Just in case, NACDS sent a letter to Congress that asks for joint passage of the AMP bills along with unrelated bills about e-prescribing in Medicare. I presume the unstated motivation is to link the purported savings from e-prescribing to the extra costs of the Medicaid AMP increase.


So, we are not very close to resolution, which is perhaps a small net benefit to pharmacies. I’ll occasionally check in on our old friend AMP but will primarily turn my attention to other topics until some big news breaks.


  1. It is quite understandable that the industry is doing all it can to block the disclosure and use by CMS of AMP. What is overlooked are the flawed mechanisms CMS demands for AMP reporting by manufacturers. As an example the AMP prices must be reduced to reflect the value of any returned goods and shipping shortages.

    NACDS et al would be wise to look carefully at the CMS rules for AMP reporting.

  2. Can someone tell me how this will impact Brand Adjudication?
    Wouldn't single source and brand items make up for lost profits on the generic side?

  3. Adam,

    You actually use a CBO paper to justify retail pharmacy's "conspiracy" to make unbelievable profits. Gee... pharmacy makes Microsoft look like an upstart. Why don't you just find a friendly "independent" pharmacy and ask to review their financials.... It might
    surprise you. Oh no the truth!!!!!

    I know this doesn't fit your criteria for a response- but if you want to see my financials, your are welcome-- but you have to do it in person. I would welcome the exchange

  4. Bruce (?),

    Thank you for taking the time to comment.

    Just to be clear, I am not claiming any type of conspiracy. I am simply pointing out that the objective data showed pharmacies making disproportionate profits from generics in Medicaid. At least two bipartisan groups recommended that AWP should no longer be the basis for the FUL.

    I'm not sure what the profits of Microsoft or any large public company from another industry -- Google, Pfizer, Disney, General Motors, GE, etc. -- have to do with retail pharmacy reimbursements.

    If you are in the Philadelphia/South Jersey area, then perhaps I can visit. Send me a private email with the details.


  5. Adam,

    What about the low levels of gross margins on the brand side?? I would be happy if we received a reimbursement that is stricitly a gross margin fee that applies the same fee to both brands and generics. How would that be? By the way I bet that the PBM's would not go for that with their own in-houe mail order pharmacies. Aren't profits and gross margins two different discussions and definitions???

  6. "Dr." Fein,
    Once again your bias toward the parties that write your paychecks shines through. I have yet to see you criticize, comment, support or say anything about the profits & business practices of your "clients", the drug manufacturers and PBM's.

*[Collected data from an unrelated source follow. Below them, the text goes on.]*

//! Pitch classes and guitar strings — the fixed tables everything else
//! derives from.

use std::fmt;
use std::str::FromStr;

/// One of the 12 chromatic pitch classes. Sharp spellings only; flats are
/// normalized on parse.
#[derive(Debug, Clone, Copy, PartialEq, Eq, Hash)]
pub enum Note {
    C = 0,
    CSharp = 1,
    D = 2,
    DSharp = 3,
    E = 4,
    F = 5,
    FSharp = 6,
    G = 7,
    GSharp = 8,
    A = 9,
    ASharp = 10,
    B = 11,
}

impl Note {
    /// All 12 pitch classes in chromatic order, C first.
    pub const ALL: [Note; 12] = [
        Note::C,
        Note::CSharp,
        Note::D,
        Note::DSharp,
        Note::E,
        Note::F,
        Note::FSharp,
        Note::G,
        Note::GSharp,
        Note::A,
        Note::ASharp,
        Note::B,
    ];

    /// Chromatic index, C = 0 .. B = 11.
    pub fn index(self) -> u8 {
        self as u8
    }

    /// Pitch class for an index, taken mod 12.
    pub fn from_index(index: u8) -> Note {
        Note::ALL[(index % 12) as usize]
    }

    pub fn name(self) -> &'static str {
        match self {
            Note::C => "C",
            Note::CSharp => "C#",
            Note::D => "D",
            Note::DSharp => "D#",
            Note::E => "E",
            Note::F => "F",
            Note::FSharp => "F#",
            Note::G => "G",
            Note::GSharp => "G#",
            Note::A => "A",
            Note::ASharp => "A#",
            Note::B => "B",
        }
    }

    /// Next pitch class chromatically, wrapping B -> C.
    pub fn next(self) -> Note {
        Note::from_index(self.index() + 1)
    }

    /// Previous pitch class chromatically, wrapping C -> B.
    pub fn prev(self) -> Note {
        Note::from_index(self.index() + 11)
    }

    /// True if this natural has a sharp a semitone up (all except E and B).
    pub fn has_sharp(self) -> bool {
        matches!(self, Note::C | Note::D | Note::F | Note::G | Note::A)
    }

    /// True for the five sharp pitch classes.
    pub fn is_sharp(self) -> bool {
        matches!(
            self,
            Note::CSharp | Note::DSharp | Note::FSharp | Note::GSharp | Note::ASharp
        )
    }
}

impl fmt::Display for Note {
    fn fmt(&self, f: &mut fmt::Formatter<'_>) -> fmt::Result {
        f.write_str(self.name())
    }
}

impl FromStr for Note {
    type Err = String;

    /// Parse a pitch-class name: "C", "C#", "Db", case-insensitive letter.
    /// Flats normalize to the equivalent sharp.
    fn from_str(s: &str) -> Result<Self, Self::Err> {
        let s = s.trim();
        let mut chars = s.chars();
        let letter = chars.next().ok_or_else(|| "empty note name".to_string())?;

        let base: i32 = match letter.to_ascii_uppercase() {
            'C' => 0,
            'D' => 2,
            'E' => 4,
            'F' => 5,
            'G' => 7,
            'A' => 9,
            'B' => 11,
            _ => return Err(format!("unknown note letter: {letter}")),
        };

        let accidental: i32 = match chars.next() {
            None => 0,
            Some('#') => 1,
            Some('b') => -1,
            Some(c) => return Err(format!("unknown accidental: {c}")),
        };

        if chars.next().is_some() {
            return Err(format!("trailing characters in note name: {s}"));
        }

        Ok(Note::from_index(((base + accidental + 12) % 12) as u8))
    }
}

/// One of the 6 strings in standard tuning. String 1 is high E, string 6
/// low E — conventional tab numbering.
#[derive(Debug, Clone, Copy, PartialEq, Eq, Hash, PartialOrd, Ord)]
pub enum GuitarString {
    HighE = 1,
    B = 2,
    G = 3,
    D = 4,
    A = 5,
    LowE = 6,
}

impl GuitarString {
    /// High to low: 1, 2, 3, 4, 5, 6.
    pub const ALL: [GuitarString; 6] = [
        GuitarString::HighE,
        GuitarString::B,
        GuitarString::G,
        GuitarString::D,
        GuitarString::A,
        GuitarString::LowE,
    ];

    /// Tab number, 1 (high E) through 6 (low E).
    pub fn number(self) -> u8 {
        self as u8
    }

    /// Open-string frequency in Hz, standard tuning (E4 down to E2).
    pub fn open_frequency(self) -> f64 {
        match self {
            GuitarString::HighE => 329.63,
            GuitarString::B => 246.94,
            GuitarString::G => 196.00,
            GuitarString::D => 146.83,
            GuitarString::A => 110.00,
            GuitarString::LowE => 82.41,
        }
    }
}

/// Frequency of a string fretted at `fret`, equal temperament:
/// `open * 2^(fret/12)`.
pub fn fret_frequency(string: GuitarString, fret: u8) -> f64 {
    string.open_frequency() * 2.0f64.powf(fret as f64 / 12.0)
}

#[cfg(test)]
mod tests {
    use super::*;
    use assert_approx_eq::assert_approx_eq;

    #[test]
    fn indices_are_chromatic() {
        for (i, note) in Note::ALL.iter().enumerate() {
            assert_eq!(note.index() as usize, i);
            assert_eq!(Note::from_index(i as u8), *note);
        }
    }

    #[test]
    fn from_index_wraps_mod_12() {
        assert_eq!(Note::from_index(12), Note::C);
        assert_eq!(Note::from_index(19), Note::G);
    }

    #[test]
    fn next_prev_are_inverse() {
        for note in Note::ALL {
            assert_eq!(note.next().prev(), note);
            assert_eq!(note.prev().next(), note);
        }
    }

    #[test]
    fn next_wraps_b_to_c() {
        assert_eq!(Note::B.next(), Note::C);
        assert_eq!(Note::C.prev(), Note::B);
    }

    #[test]
    fn parse_naturals() {
        assert_eq!("C".parse::<Note>(), Ok(Note::C));
        assert_eq!("g".parse::<Note>(), Ok(Note::G));
        assert_eq!("B".parse::<Note>(), Ok(Note::B));
    }

    #[test]
    fn parse_sharps_and_flats() {
        assert_eq!("F#".parse::<Note>(), Ok(Note::FSharp));
        assert_eq!("Bb".parse::<Note>(), Ok(Note::ASharp));
        assert_eq!("Cb".parse::<Note>(), Ok(Note::B));
    }

    #[test]
    fn parse_rejects_garbage() {
        assert!("".parse::<Note>().is_err());
        assert!("H".parse::<Note>().is_err());
        assert!("C#x".parse::<Note>().is_err());
    }

    #[test]
    fn display_matches_name() {
        assert_eq!(Note::CSharp.to_string(), "C#");
        assert_eq!(Note::A.to_string(), "A");
    }

    #[test]
    fn string_numbers() {
        assert_eq!(GuitarString::HighE.number(), 1);
        assert_eq!(GuitarString::LowE.number(), 6);
    }

    #[test]
    fn open_frequencies_match_table() {
        assert_approx_eq!(GuitarString::HighE.open_frequency(), 329.63);
        assert_approx_eq!(GuitarString::B.open_frequency(), 246.94);
        assert_approx_eq!(GuitarString::G.open_frequency(), 196.00);
        assert_approx_eq!(GuitarString::D.open_frequency(), 146.83);
        assert_approx_eq!(GuitarString::A.open_frequency(), 110.00);
        assert_approx_eq!(GuitarString::LowE.open_frequency(), 82.41);
    }

    #[test]
    fn fret_zero_is_open_frequency() {
        for s in GuitarString::ALL {
            assert_approx_eq!(fret_frequency(s, 0), s.open_frequency(), 1e-9);
        }
    }

    #[test]
    fn fret_12_doubles_open_frequency() {
        for s in GuitarString::ALL {
            assert_approx_eq!(fret_frequency(s, 12), 2.0 * s.open_frequency(), 1e-6);
        }
    }

    #[test]
    fn has_sharp_excludes_e_and_b() {
        assert!(Note::C.has_sharp());
        assert!(Note::A.has_sharp());
        assert!(!Note::E.has_sharp());
        assert!(!Note::B.has_sharp());
    }
}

    However, in the interests of this "discussion", my opinion as a pharmacy owner in a rural area is as follows:

    1. Manufacturers and PBM's provide a service that is wanted?/needed and should be allowed to make a "fair" profit.
    2. Pharmacies provide a service that is wanted & needed and should be allowed to make a "fair" profit.
    3. CMS needs to take a closer look at the MFR and PBM with the same magnifying glass that has been put to pharmacy.
    4. I don't mind taking a REASONABLE cut in Medicaid reimbursement as long as those claims will be paid within 15 days from date of dispensing to patient(as it stands now Illinois Medicaid is 90 to 120 days behind in reimbursement). This type of delay justifies keeping the reimbursement higher to offset interest payments on my loans to stay in business.
    5. If the AMP is implemented as presented, my doors will close the same day.